The problem >> Write out the entries below exactly. End with the line that contains "Some(TokenAmount::new(token.clone(), self.reserve0.clone()))".

Data for the task section start

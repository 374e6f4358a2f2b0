use std::fmt::Display;

use alloy::primitives::Address;
use num_bigint::BigUint;
use serde::{Deserialize, Serialize};

use crate::token::{Token, TokenAmount};

/// Represents a pair of tokens, normalized to the AMM's token0 < token1 ordering.
#[derive(Debug, Clone, PartialEq, Eq, Hash, Serialize, Deserialize)]
pub struct Pair {
    token0: Token,
    token1: Token,
    /// Address of the pair contract, which is also its LP token.
    pub liquidity_token: Address,
}

impl Pair {
    pub fn new(token_a: Token, token_b: Token, liquidity_token: Address) -> Self {
        let zero2one = token_a.address < token_b.address;
        let (token0, token1) = if zero2one {
            (token_a, token_b)
        } else {
            (token_b, token_a)
        };
        Self {
            token0,
            token1,
            liquidity_token,
        }
    }

    pub fn token0(&self) -> &Token {
        &self.token0
    }

    pub fn token1(&self) -> &Token {
        &self.token1
    }

    /// The LP token of this pair, with the AMM's fixed 18 decimals.
    pub fn lp_token(&self) -> Token {
        Token::new(
            self.liquidity_token,
            "UNI-V2",
            &format!("{}-{} LP", self.token0.symbol, self.token1.symbol),
            18,
        )
    }
}

impl Display for Pair {
    fn fmt(&self, f: &mut std::fmt::Formatter<'_>) -> std::fmt::Result {
        write!(f, "{}-{}", self.token0.symbol, self.token1.symbol)
    }
}

/// Pair reserves and LP supply at one point in time.
#[derive(Debug, Clone)]
pub struct PairReserves {
    pub pair: Pair,
    pub reserve0: BigUint,
    pub reserve1: BigUint,
    pub total_supply: TokenAmount,
}

impl PairReserves {
    /// The reserve held by the pair for `token`, if it is one of the pair's tokens.
    pub fn reserve_of(&self, token: &Token) -> Option<TokenAmount> {
        if token == self.pair.token0() {
            Some(TokenAmount::new(token.clone(), self.reserve0.clone()))
        } else if token == self.pair.token1() {
            Some(TokenAmount::new(token.clone(), self.reserve1.clone()))
        } else {
            None
        }
    }
}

Data for the task section end

Response for this exercise >>
repository 374e6f4358a2f2b0
use std::fmt::Display;

use alloy::primitives::Address;
use num_bigint::BigUint;
use serde::{Deserialize, Serialize};

use crate::token::{Token, TokenAmount};

/// Represents a pair of tokens, normalized to the AMM's token0 < token1 ordering.
#[derive(Debug, Clone, PartialEq, Eq, Hash, Serialize, Deserialize)]
pub struct Pair {
    token0: Token,
    token1: Token,
    /// Address of the pair contract, which is also its LP token.
    pub liquidity_token: Address,
}

impl Pair {
    pub fn new(token_a: Token, token_b: Token, liquidity_token: Address) -> Self {
        let zero2one = token_a.address < token_b.address;
        let (token0, token1) = if zero2one {
            (token_a, token_b)
        } else {
            (token_b, token_a)
        };
        Self {
            token0,
            token1,
            liquidity_token,
        }
    }

    pub fn token0(&self) -> &Token {
        &self.token0
    }

    pub fn token1(&self) -> &Token {
        &self.token1
    }

    /// The LP token of this pair, with the AMM's fixed 18 decimals.
    pub fn lp_token(&self) -> Token {
        Token::new(
            self.liquidity_token,
            "UNI-V2",
            &format!("{}-{} LP", self.token0.symbol, self.token1.symbol),
            18,
        )
    }
}

impl Display for Pair {
    fn fmt(&self, f: &mut std::fmt::Formatter<'_>) -> std::fmt::Result {
        write!(f, "{}-{}", self.token0.symbol, self.token1.symbol)
    }
}

/// Pair reserves and LP supply at one point in time.
#[derive(Debug, Clone)]
pub struct PairReserves {
    pub pair: Pair,
    pub reserve0: BigUint,
    pub reserve1: BigUint,
    pub total_supply: TokenAmount,
}

impl PairReserves {
    /// The reserve held by the pair for `token`, if it is one of the pair's tokens.
    pub fn reserve_of(&self, token: &Token) -> Option<TokenAmount> {
        if token == self.pair.token0() {
            Some(TokenAmount::new(token.clone(), self.reserve0.clone()))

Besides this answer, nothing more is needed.